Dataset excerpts
>>>>>

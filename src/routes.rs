//! Static route management (`ip route` / `netsh interface ipv4`).
//!
//! Routes are validated, compiled to one host command and persisted in the
//! `routes` collection. The failover watchdog shares [`RouteManager::withdraw`]
//! with the API surface and neither side takes a lock: a watchdog tick may
//! withdraw a route that an `update` is replacing at the same moment.

use std::sync::Arc;
use tracing::{info, warn};

use crate::cmd_abstraction::{run_checked, CommandExecutor, Invocation};
use crate::error::{ControlError, ControlResult};
use crate::model::{Platform, RouteEntry, RouteMode};
use crate::store::Records;
use crate::validation::{mask_to_prefix, validate_dotted_quad, validate_interface_name};

pub const MIN_METRIC: u32 = 1;
pub const MAX_METRIC: u32 = 9999;

/// Check every field before anything touches the host.
pub fn validate_route(route: &RouteEntry) -> ControlResult<()> {
    let to_validation = |e: anyhow::Error| ControlError::validation(e.to_string());

    validate_dotted_quad("destination", &route.destination).map_err(to_validation)?;
    validate_dotted_quad("subnet mask", &route.mask).map_err(to_validation)?;
    validate_dotted_quad("gateway", &route.gateway).map_err(to_validation)?;

    if !(MIN_METRIC..=MAX_METRIC).contains(&route.metric) {
        return Err(ControlError::validation(format!(
            "Invalid metric {}: expected {}-{}",
            route.metric, MIN_METRIC, MAX_METRIC
        )));
    }

    if let Some(iface) = interface_of(route) {
        validate_interface_name(iface).map_err(to_validation)?;
    }
    Ok(())
}

fn interface_of(route: &RouteEntry) -> Option<&str> {
    route
        .interface_name
        .as_deref()
        .filter(|name| !name.trim().is_empty())
}

/// Compile the host command that installs `route`.
pub fn compile_route_add(route: &RouteEntry, platform: Platform) -> ControlResult<Invocation> {
    if route.mode == RouteMode::Dhcp {
        return Err(ControlError::Unimplemented(
            "DHCP-mode routes are not implemented".to_string(),
        ));
    }
    validate_route(route)?;

    let invocation = match platform.resolve() {
        Platform::Windows => {
            let mut args = vec![
                "interface".to_string(),
                "ipv4".to_string(),
                "add".to_string(),
                "route".to_string(),
                route.destination.clone(),
                route.mask.clone(),
            ];
            if let Some(iface) = interface_of(route) {
                args.push(iface.to_string());
            }
            args.push(route.gateway.clone());
            args.push(format!("metric={}", route.metric));
            args.push("store=persistent".to_string());
            Invocation::new("netsh", args)
        }
        _ => {
            let mut args = vec![
                "route".to_string(),
                "add".to_string(),
                cidr_of(route)?,
                "via".to_string(),
                route.gateway.clone(),
                "metric".to_string(),
                route.metric.to_string(),
            ];
            if let Some(iface) = interface_of(route) {
                args.push("dev".to_string());
                args.push(iface.to_string());
            }
            Invocation::new("ip", args)
        }
    };
    Ok(invocation)
}

/// Compile the host command that withdraws `route`. No metric on delete.
pub fn compile_route_delete(route: &RouteEntry, platform: Platform) -> ControlResult<Invocation> {
    let to_validation = |e: anyhow::Error| ControlError::validation(e.to_string());
    validate_dotted_quad("destination", &route.destination).map_err(to_validation)?;

    let invocation = match platform.resolve() {
        Platform::Windows => {
            validate_dotted_quad("subnet mask", &route.mask).map_err(to_validation)?;
            let mut args = vec![
                "interface".to_string(),
                "ipv4".to_string(),
                "delete".to_string(),
                "route".to_string(),
                route.destination.clone(),
                route.mask.clone(),
            ];
            if let Some(iface) = interface_of(route) {
                args.push(iface.to_string());
            }
            Invocation::new("netsh", args)
        }
        _ => {
            validate_dotted_quad("gateway", &route.gateway).map_err(to_validation)?;
            let mut args = vec![
                "route".to_string(),
                "del".to_string(),
                cidr_of(route)?,
                "via".to_string(),
                route.gateway.clone(),
            ];
            if let Some(iface) = interface_of(route) {
                args.push("dev".to_string());
                args.push(iface.to_string());
            }
            Invocation::new("ip", args)
        }
    };
    Ok(invocation)
}

fn cidr_of(route: &RouteEntry) -> ControlResult<String> {
    let prefix =
        mask_to_prefix(&route.mask).map_err(|e| ControlError::validation(e.to_string()))?;
    Ok(format!("{}/{}", route.destination, prefix))
}

/// Readable explanation for common `netsh` route failures.
///
/// The raw text always stays in the error; this is only logged next to it.
pub fn netsh_hint(stderr: &str) -> Option<&'static str> {
    let lower = stderr.to_lowercase();
    if lower.contains("already in use") || lower.contains("duplicate") {
        Some("address or route conflict: an identical route already exists")
    } else if lower.contains("dhcp") && lower.contains("fail") {
        Some("the DHCP server could not be reached")
    } else {
        None
    }
}

#[derive(Clone)]
pub struct RouteManager {
    executor: Arc<dyn CommandExecutor>,
    platform: Platform,
    records: Records,
}

impl RouteManager {
    pub fn new(executor: Arc<dyn CommandExecutor>, platform: Platform, records: Records) -> Self {
        Self {
            executor,
            platform: platform.resolve(),
            records,
        }
    }

    pub fn platform(&self) -> Platform {
        self.platform
    }

    /// Install a route on the host and persist it; returns the record id.
    pub async fn add(&self, route: RouteEntry) -> ControlResult<String> {
        self.install(&route).await?;
        let id = self.records.insert_route(&route).await?;
        info!(
            "Route {}/{} via {} added (id {})",
            route.destination, route.mask, route.gateway, id
        );
        Ok(id)
    }

    /// Replace a stored route: withdraw the old host route, install the new
    /// one, persist. If the install fails after the withdrawal succeeded the
    /// stored record still describes the old route and the error is a
    /// [`ControlError::PartialUpdate`].
    pub async fn update(&self, id: &str, route: RouteEntry) -> ControlResult<()> {
        let old = self.load(id).await?;

        // reject a bad replacement before the old route is withdrawn
        compile_route_add(&route, self.platform)?;

        self.remove_host(&old).await?;
        self.install(&route)
            .await
            .map_err(|e| ControlError::PartialUpdate {
                handle: id.to_string(),
                source: Box::new(e),
            })?;

        self.records.save_route(id, &route).await?;
        info!("Route {} updated", id);
        Ok(())
    }

    /// Withdraw the host route, then delete the record. A host failure
    /// keeps the record.
    pub async fn delete(&self, id: &str) -> ControlResult<()> {
        let route = self.load(id).await?;
        self.remove_host(&route).await?;
        self.forget(id, &route).await
    }

    /// Failover withdrawal. The record is dropped even when the host delete
    /// fails (the kernel usually removed the route with its dead gateway);
    /// the host diagnostic is logged. Only a store failure is an error.
    pub async fn withdraw(&self, id: &str, route: &RouteEntry) -> ControlResult<()> {
        if let Err(e) = self.remove_host(route).await {
            warn!(
                "Host delete of route {}/{} via {} failed, dropping record anyway: {}",
                route.destination, route.mask, route.gateway, e
            );
        }
        self.forget(id, route).await
    }

    async fn forget(&self, id: &str, route: &RouteEntry) -> ControlResult<()> {
        self.records.delete_route(id).await?;
        info!(
            "Route {}/{} via {} withdrawn (id {})",
            route.destination, route.mask, route.gateway, id
        );
        Ok(())
    }

    pub async fn list(&self) -> ControlResult<Vec<(String, RouteEntry)>> {
        Ok(self.records.routes().await?)
    }

    /// Routes the watchdog should probe.
    pub async fn failover_candidates(&self) -> ControlResult<Vec<(String, RouteEntry)>> {
        Ok(self
            .list()
            .await?
            .into_iter()
            .filter(|(_, r)| r.failover && r.enabled)
            .collect())
    }

    async fn load(&self, id: &str) -> ControlResult<RouteEntry> {
        self.records
            .route(id)
            .await?
            .ok_or_else(|| ControlError::NotFound(format!("route '{}'", id)))
    }

    async fn install(&self, route: &RouteEntry) -> ControlResult<()> {
        let invocation = compile_route_add(route, self.platform)?;
        self.run(&invocation).await
    }

    async fn remove_host(&self, route: &RouteEntry) -> ControlResult<()> {
        let invocation = compile_route_delete(route, self.platform)?;
        self.run(&invocation).await
    }

    async fn run(&self, invocation: &Invocation) -> ControlResult<()> {
        match run_checked(self.executor.as_ref(), invocation).await {
            Ok(_) => Ok(()),
            Err(e) => {
                if self.platform == Platform::Windows {
                    if let Some(hint) = e.diagnostic().and_then(netsh_hint) {
                        warn!("netsh: {}", hint);
                    }
                }
                Err(e)
            }
        }
    }
}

<<<<<

— ABOUT THIS EXERCISE —
Write out every line from the data above that includes "filter".

— OUTPUT FOR THIS EXERCISE —
        .filter(|name| !name.trim().is_empty())
            .filter(|(_, r)| r.failover && r.enabled)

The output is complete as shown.